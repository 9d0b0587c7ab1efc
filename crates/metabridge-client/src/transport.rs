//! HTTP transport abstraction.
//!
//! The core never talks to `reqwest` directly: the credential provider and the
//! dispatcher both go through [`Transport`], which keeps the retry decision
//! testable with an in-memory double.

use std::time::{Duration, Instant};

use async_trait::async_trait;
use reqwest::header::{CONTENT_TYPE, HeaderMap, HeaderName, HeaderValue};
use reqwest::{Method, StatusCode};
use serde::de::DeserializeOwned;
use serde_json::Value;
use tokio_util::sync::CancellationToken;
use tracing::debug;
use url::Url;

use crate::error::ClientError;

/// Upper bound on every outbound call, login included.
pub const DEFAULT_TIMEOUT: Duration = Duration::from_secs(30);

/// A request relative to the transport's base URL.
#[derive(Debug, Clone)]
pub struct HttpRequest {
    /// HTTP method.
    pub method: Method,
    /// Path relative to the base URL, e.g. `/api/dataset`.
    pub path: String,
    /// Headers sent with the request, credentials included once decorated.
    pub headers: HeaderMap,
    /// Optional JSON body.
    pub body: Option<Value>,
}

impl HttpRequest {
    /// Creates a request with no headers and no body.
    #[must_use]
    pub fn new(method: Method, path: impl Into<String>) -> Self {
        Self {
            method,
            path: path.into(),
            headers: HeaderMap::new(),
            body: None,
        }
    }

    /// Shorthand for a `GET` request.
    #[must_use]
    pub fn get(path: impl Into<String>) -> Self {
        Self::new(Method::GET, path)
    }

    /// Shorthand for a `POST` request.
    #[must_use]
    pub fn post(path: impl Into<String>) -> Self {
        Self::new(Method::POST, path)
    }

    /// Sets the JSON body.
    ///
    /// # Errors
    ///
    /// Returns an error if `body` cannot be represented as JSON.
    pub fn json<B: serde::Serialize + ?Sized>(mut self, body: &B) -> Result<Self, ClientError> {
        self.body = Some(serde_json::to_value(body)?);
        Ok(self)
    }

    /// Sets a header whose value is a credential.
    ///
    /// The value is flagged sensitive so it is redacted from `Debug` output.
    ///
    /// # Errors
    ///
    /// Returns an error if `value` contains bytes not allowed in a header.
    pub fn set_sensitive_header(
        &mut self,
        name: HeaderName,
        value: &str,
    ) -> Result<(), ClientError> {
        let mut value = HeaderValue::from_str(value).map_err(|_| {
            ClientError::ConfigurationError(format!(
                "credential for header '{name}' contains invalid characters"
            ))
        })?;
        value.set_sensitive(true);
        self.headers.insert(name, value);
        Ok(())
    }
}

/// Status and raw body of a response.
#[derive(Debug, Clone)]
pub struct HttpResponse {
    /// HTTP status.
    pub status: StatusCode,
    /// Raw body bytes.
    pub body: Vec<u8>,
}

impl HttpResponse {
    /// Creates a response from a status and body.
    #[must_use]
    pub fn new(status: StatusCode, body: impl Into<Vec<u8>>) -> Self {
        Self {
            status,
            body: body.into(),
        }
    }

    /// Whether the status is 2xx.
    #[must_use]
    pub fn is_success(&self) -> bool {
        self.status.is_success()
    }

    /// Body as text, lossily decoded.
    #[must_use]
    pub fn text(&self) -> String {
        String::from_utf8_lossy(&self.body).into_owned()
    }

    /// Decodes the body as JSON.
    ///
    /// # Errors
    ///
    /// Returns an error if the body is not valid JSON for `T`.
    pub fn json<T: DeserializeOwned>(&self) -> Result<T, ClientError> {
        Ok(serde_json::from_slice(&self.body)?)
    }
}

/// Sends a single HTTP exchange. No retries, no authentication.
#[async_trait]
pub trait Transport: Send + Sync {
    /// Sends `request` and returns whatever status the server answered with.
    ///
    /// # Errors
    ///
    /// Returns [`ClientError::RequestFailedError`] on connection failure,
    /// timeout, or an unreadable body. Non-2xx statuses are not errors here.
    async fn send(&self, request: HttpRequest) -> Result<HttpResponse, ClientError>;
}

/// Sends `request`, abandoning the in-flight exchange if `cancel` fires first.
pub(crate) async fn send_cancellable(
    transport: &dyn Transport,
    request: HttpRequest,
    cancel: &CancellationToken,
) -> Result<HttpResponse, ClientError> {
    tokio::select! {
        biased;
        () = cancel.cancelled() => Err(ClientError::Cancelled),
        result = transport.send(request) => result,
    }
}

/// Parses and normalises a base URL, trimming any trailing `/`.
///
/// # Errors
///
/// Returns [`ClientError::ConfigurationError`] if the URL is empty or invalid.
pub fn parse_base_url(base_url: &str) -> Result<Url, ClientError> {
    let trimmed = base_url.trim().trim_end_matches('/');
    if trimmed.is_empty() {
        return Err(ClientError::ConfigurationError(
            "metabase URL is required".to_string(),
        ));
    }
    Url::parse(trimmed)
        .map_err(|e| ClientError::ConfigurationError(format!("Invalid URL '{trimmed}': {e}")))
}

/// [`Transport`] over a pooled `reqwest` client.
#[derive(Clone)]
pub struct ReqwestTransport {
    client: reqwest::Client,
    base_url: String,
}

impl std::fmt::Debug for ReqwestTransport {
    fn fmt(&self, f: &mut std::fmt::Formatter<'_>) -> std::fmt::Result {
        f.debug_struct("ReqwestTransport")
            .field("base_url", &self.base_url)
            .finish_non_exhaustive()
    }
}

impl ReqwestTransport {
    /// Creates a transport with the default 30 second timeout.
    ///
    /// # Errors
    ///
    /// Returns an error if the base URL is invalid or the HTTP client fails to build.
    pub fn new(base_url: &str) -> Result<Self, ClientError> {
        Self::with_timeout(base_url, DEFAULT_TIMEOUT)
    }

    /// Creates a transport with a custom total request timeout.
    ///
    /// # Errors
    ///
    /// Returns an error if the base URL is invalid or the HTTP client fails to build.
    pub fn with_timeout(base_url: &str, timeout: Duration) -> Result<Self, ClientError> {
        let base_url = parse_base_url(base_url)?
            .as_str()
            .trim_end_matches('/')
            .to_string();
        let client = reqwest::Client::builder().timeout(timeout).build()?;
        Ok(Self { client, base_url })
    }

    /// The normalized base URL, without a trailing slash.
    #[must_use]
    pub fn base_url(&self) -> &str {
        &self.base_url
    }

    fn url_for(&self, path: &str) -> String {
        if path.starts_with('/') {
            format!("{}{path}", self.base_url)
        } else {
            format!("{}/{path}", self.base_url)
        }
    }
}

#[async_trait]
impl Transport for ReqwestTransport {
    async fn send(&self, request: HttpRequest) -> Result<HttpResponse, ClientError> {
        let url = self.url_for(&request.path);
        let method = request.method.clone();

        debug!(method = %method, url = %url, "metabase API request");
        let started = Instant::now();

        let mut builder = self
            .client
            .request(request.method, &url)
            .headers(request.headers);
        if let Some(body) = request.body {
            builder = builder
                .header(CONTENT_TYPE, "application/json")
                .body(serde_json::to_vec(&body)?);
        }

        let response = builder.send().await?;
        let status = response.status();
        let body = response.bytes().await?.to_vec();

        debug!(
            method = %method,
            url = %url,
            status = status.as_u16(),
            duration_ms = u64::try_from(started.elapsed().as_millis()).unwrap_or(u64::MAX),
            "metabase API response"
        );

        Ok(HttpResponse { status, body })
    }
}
======
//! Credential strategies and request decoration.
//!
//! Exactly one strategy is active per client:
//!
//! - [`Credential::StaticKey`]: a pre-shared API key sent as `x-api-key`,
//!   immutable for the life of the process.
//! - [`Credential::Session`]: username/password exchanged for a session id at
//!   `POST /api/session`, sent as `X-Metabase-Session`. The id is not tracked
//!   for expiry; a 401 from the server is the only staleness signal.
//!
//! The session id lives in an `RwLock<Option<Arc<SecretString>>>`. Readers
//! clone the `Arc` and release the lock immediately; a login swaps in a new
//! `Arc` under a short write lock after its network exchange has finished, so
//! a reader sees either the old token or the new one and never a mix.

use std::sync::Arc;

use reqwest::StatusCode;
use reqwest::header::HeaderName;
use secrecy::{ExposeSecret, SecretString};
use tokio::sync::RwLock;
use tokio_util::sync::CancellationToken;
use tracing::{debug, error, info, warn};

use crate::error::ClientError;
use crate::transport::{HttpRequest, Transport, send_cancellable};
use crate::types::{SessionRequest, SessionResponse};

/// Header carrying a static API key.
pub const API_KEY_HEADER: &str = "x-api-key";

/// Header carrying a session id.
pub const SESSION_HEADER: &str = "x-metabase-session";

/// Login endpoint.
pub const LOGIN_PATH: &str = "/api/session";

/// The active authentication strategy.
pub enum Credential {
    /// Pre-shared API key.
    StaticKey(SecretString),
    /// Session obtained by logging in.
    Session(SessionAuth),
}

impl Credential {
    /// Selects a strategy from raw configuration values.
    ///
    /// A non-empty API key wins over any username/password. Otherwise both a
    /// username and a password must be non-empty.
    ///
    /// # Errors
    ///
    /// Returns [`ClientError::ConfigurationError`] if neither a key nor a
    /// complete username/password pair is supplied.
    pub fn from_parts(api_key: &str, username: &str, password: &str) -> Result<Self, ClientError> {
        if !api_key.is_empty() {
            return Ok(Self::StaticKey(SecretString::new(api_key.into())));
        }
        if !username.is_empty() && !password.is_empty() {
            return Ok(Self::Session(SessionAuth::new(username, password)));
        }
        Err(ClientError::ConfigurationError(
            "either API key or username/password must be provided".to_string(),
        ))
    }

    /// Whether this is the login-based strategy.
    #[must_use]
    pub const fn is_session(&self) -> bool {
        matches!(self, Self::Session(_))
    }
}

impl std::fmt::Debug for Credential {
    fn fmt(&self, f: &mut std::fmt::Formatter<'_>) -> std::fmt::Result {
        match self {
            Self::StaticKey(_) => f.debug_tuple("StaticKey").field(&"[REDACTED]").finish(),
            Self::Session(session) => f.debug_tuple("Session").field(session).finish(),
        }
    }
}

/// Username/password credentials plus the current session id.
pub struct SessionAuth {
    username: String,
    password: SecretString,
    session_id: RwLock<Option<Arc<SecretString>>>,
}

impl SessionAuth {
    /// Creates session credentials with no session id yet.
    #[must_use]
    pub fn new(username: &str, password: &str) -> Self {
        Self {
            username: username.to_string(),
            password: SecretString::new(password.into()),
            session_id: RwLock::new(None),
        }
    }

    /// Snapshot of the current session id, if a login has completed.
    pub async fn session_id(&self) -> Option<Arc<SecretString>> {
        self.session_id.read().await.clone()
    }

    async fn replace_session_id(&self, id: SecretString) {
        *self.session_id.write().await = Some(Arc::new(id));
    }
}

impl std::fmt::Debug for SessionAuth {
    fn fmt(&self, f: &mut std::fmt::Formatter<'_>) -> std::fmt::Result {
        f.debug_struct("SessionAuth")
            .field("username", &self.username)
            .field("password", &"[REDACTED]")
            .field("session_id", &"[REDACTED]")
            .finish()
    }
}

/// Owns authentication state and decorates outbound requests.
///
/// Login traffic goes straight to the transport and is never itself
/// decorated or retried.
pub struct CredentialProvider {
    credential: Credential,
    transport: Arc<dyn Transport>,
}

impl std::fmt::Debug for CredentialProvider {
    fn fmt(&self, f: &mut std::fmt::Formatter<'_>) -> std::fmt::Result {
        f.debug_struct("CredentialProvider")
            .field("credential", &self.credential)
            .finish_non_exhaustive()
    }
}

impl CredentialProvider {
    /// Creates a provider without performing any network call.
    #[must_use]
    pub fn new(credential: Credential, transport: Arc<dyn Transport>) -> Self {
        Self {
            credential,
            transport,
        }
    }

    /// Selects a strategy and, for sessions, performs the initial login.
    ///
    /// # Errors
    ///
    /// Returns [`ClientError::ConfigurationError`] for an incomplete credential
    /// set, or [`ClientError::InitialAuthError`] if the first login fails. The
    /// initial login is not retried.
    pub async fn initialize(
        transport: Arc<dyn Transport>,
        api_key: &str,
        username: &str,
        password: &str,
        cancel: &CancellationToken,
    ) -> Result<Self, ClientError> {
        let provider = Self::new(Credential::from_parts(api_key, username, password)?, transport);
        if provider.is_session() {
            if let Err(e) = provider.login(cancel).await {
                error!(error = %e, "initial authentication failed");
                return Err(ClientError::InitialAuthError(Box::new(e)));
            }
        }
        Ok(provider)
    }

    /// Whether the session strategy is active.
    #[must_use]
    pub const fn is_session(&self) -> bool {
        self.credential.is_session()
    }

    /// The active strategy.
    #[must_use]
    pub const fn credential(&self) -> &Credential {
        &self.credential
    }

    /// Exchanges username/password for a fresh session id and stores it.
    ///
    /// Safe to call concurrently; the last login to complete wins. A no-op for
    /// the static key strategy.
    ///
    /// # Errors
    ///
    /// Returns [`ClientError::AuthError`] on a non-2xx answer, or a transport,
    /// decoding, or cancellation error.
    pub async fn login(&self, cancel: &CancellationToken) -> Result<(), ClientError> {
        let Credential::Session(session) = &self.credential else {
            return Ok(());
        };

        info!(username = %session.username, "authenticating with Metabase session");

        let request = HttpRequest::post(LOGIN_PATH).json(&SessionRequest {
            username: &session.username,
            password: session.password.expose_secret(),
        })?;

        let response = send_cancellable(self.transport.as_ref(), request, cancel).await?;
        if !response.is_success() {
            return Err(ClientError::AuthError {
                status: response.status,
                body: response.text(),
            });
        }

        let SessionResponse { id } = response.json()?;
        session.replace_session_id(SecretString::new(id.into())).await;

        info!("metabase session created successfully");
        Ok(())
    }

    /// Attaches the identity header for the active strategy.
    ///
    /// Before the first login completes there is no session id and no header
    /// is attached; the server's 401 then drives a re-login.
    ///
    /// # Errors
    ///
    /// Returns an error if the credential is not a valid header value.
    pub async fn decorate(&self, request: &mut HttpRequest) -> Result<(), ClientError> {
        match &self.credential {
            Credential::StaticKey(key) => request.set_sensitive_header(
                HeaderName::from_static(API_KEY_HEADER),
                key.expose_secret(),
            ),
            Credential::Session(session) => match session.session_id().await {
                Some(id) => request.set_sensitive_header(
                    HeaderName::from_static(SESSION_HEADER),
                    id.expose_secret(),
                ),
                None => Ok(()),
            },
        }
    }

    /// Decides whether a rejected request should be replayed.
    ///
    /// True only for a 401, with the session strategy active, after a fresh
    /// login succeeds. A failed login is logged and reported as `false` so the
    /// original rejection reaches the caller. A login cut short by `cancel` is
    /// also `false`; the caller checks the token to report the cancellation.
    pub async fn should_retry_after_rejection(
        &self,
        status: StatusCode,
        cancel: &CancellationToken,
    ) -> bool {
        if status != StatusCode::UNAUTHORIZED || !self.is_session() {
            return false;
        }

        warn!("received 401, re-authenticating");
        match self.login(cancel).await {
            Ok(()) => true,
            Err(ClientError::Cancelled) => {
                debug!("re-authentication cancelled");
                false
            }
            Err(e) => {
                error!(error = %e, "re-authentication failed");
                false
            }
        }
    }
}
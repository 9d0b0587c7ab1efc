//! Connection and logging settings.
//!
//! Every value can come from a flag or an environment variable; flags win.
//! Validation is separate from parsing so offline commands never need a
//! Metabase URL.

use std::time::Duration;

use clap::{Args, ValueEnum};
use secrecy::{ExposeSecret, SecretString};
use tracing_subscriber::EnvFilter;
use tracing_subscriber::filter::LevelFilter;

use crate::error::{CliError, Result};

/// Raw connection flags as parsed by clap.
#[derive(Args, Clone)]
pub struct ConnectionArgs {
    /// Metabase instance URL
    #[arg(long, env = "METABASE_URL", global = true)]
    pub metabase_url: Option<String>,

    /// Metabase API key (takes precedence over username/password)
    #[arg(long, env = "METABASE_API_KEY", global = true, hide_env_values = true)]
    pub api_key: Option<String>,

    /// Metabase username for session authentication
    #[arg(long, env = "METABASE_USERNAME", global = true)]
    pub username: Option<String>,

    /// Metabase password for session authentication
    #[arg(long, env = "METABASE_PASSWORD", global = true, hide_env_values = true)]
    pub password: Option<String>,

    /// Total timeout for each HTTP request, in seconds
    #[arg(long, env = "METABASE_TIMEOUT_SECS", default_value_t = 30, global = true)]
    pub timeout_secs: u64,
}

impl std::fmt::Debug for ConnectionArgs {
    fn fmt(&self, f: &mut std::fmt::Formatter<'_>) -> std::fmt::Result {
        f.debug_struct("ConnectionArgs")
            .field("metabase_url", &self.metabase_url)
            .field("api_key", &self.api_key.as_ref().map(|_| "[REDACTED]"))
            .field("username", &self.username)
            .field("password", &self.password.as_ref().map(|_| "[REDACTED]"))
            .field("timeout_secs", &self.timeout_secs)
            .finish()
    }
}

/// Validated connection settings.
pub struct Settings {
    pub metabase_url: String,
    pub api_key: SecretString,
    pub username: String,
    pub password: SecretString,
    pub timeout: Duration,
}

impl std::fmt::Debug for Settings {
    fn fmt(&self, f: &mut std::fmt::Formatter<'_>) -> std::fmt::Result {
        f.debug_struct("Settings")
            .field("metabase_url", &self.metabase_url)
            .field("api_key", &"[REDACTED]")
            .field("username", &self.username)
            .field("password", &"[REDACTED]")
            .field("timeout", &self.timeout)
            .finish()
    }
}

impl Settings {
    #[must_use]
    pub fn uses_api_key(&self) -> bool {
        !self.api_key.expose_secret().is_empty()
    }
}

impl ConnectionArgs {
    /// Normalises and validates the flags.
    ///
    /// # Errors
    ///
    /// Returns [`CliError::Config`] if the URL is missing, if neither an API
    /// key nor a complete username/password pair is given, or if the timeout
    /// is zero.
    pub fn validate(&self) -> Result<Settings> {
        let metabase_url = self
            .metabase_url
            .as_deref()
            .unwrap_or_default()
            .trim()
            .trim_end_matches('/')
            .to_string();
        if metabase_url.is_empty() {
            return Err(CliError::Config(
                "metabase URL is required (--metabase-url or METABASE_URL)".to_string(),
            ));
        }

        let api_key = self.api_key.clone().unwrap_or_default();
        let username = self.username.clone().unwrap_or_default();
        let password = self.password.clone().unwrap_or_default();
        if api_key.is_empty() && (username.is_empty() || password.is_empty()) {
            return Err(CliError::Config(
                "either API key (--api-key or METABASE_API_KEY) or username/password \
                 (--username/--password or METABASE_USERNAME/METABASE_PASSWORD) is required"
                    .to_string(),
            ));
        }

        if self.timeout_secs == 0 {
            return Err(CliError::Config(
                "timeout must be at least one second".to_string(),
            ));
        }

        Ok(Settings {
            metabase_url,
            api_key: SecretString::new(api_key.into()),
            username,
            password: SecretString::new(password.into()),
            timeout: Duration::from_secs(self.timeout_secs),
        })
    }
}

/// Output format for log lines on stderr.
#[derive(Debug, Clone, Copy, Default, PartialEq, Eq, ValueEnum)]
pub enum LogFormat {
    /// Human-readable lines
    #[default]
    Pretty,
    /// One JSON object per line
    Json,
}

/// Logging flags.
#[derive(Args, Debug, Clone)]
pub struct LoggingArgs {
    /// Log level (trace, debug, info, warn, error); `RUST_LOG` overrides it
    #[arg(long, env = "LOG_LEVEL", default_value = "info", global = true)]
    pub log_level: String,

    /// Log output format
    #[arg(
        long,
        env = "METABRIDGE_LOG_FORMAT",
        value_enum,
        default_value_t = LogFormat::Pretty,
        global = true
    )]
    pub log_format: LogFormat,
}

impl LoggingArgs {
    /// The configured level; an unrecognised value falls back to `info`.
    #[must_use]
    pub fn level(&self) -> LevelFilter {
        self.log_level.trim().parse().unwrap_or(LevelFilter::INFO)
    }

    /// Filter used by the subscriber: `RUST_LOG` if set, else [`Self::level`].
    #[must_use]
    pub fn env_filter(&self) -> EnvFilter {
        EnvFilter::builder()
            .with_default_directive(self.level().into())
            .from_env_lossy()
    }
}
======
What the task asks: Filter the data above down to lines with the word "LogFormat", and copy them.

Response area:
pub enum LogFormat {
        default_value_t = LogFormat::Pretty,
    pub log_format: LogFormat,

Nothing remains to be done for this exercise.